Stephen Thompson

Stephen Thompson is an editor and reviewer for NPR Music, where he writes the advice column The Good Listener, fusses over the placement of commas and appears as a frequent panelist on the podcasts All Songs Considered and Pop Culture Happy Hour. In 2008, he and Bob Boilen created the weekly NPR Music video series Tiny Desk Concerts, in which musicians perform at Boilen's desk.

In 1993, Thompson founded The Onion's entertainment section, The A.V. Club, which he edited until December 2004. In the years since, he has provided music-themed commentaries for the NPR programs Weekend Edition Sunday, All Things Considered and Morning Edition, on which he earned the distinction of becoming the first member of the NPR Music staff ever to sing on an NPR newsmagazine. (Later, the magic of AutoTune transformed him from a 12th-rate David Archuleta into a fourth-rate Cher.) Thompson's entertainment writing has also run in Paste magazine, The Washington Post and The London Guardian.

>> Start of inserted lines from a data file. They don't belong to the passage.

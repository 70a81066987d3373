//! CLI configuration file.
//!
//! ```toml
//! [import]
//! dir = "/opt/realms"
//! strategy = "OVERWRITE_EXISTING"
//! withUsers = true
//!
//! [database]
//! url = "postgres://localhost/keycloak"
//! max_connections = 4
//! ```

use std::path::Path;
use std::time::Duration;

use kc_import::MapScope;
use kc_storage_sql::PoolConfig;
use serde::Deserialize;

use crate::{CliError, CliResult};

/// CLI configuration.
#[derive(Debug, Clone, Default, Deserialize)]
pub struct CliConfig {
    /// Import settings, keyed like the importer's configuration keys.
    #[serde(default)]
    pub import: toml::Table,

    /// Database settings.
    #[serde(default)]
    pub database: DatabaseConfig,
}

/// Database section.
#[derive(Debug, Clone, Default, Deserialize)]
pub struct DatabaseConfig {
    /// Connection URL.
    pub url: Option<String>,
    /// Maximum pool size.
    pub max_connections: Option<u32>,
    /// Minimum pool size.
    pub min_connections: Option<u32>,
    /// Seconds to wait for a connection.
    pub acquire_timeout_secs: Option<u64>,
    /// Apply schema migrations before importing.
    #[serde(default)]
    pub migrate: bool,
}

impl CliConfig {
    /// Loads configuration from `path`, or defaults when no path is given.
    ///
    /// ## Errors
    ///
    /// Returns an error if the file cannot be read or parsed.
    pub fn load(path: Option<&Path>) -> CliResult<Self> {
        let Some(path) = path else {
            return Ok(Self::default());
        };
        let content = std::fs::read_to_string(path)?;
        Self::parse(&content)
    }

    /// Parses configuration from TOML.
    ///
    /// ## Errors
    ///
    /// Returns `CliError::Config` for invalid TOML.
    pub fn parse(content: &str) -> CliResult<Self> {
        toml::from_str(content)
            .map_err(|e| CliError::Config(format!("failed to parse config: {e}")))
    }

    /// Import settings as a configuration scope.
    ///
    /// ## Errors
    ///
    /// Returns `CliError::Config` for values that are not strings, booleans
    /// or integers.
    pub fn import_scope(&self) -> CliResult<MapScope> {
        let mut scope = MapScope::new();
        for (key, value) in &self.import {
            let value = match value {
                toml::Value::String(s) => s.clone(),
                toml::Value::Boolean(b) => b.to_string(),
                toml::Value::Integer(i) => i.to_string(),
                other => {
                    return Err(CliError::Config(format!(
                        "import.{key} must be a scalar value, got {}",
                        other.type_str()
                    )));
                }
            };
            scope.set(key.as_str(), value);
        }
        Ok(scope)
    }

    /// Pool settings for `url`.
    #[must_use]
    pub fn pool_config(&self, url: &str) -> PoolConfig {
        let mut pool = PoolConfig::new(url);
        if let Some(max) = self.database.max_connections {
            pool = pool.max_connections(max);
        }
        if let Some(min) = self.database.min_connections {
            pool = pool.min_connections(min);
        }
        if let Some(secs) = self.database.acquire_timeout_secs {
            pool = pool.acquire_timeout(Duration::from_secs(secs));
        }
        pool
    }
}

/// Summary format.
#[derive(Debug, Clone, Copy, Default, PartialEq, Eq, clap::ValueEnum)]
pub enum OutputFormat {
    /// Human-readable text.
    #[default]
    Text,
    /// JSON.
    Json,
}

During his tenure at The Onion, Thompson edited the 2002 book The Tenacity of the Cockroach: Conversations with Entertainment's Most Enduring Outsiders (Crown) and copy-edited six best-selling comedy books. While there, he also coached The Onion's softball team to a sizzling 21-42 record, and was once outscored 72-0 in a span of 10 innings. Later in life, Thompson redeemed himself by teaming up with the small gaggle of fleet-footed twentysomethings who won the 2008 NPR Relay Race, a triumph he documents in a hard-hitting essay for the book This Is NPR: The First Forty Years (Chronicle).

A 1994 graduate of the University of Wisconsin, Thompson now lives in Silver Spring, Md., with his two children and a room full of vintage arcade machines. His hobbies include watching reality television without shame, eating Pringles until his hand has involuntarily twisted itself into a gnarled claw, using the size of his Twitter following to assess his self-worth, touting the immutable moral superiority of the Green Bay Packers and maintaining a fierce rivalry with all Midwestern states other than Wisconsin.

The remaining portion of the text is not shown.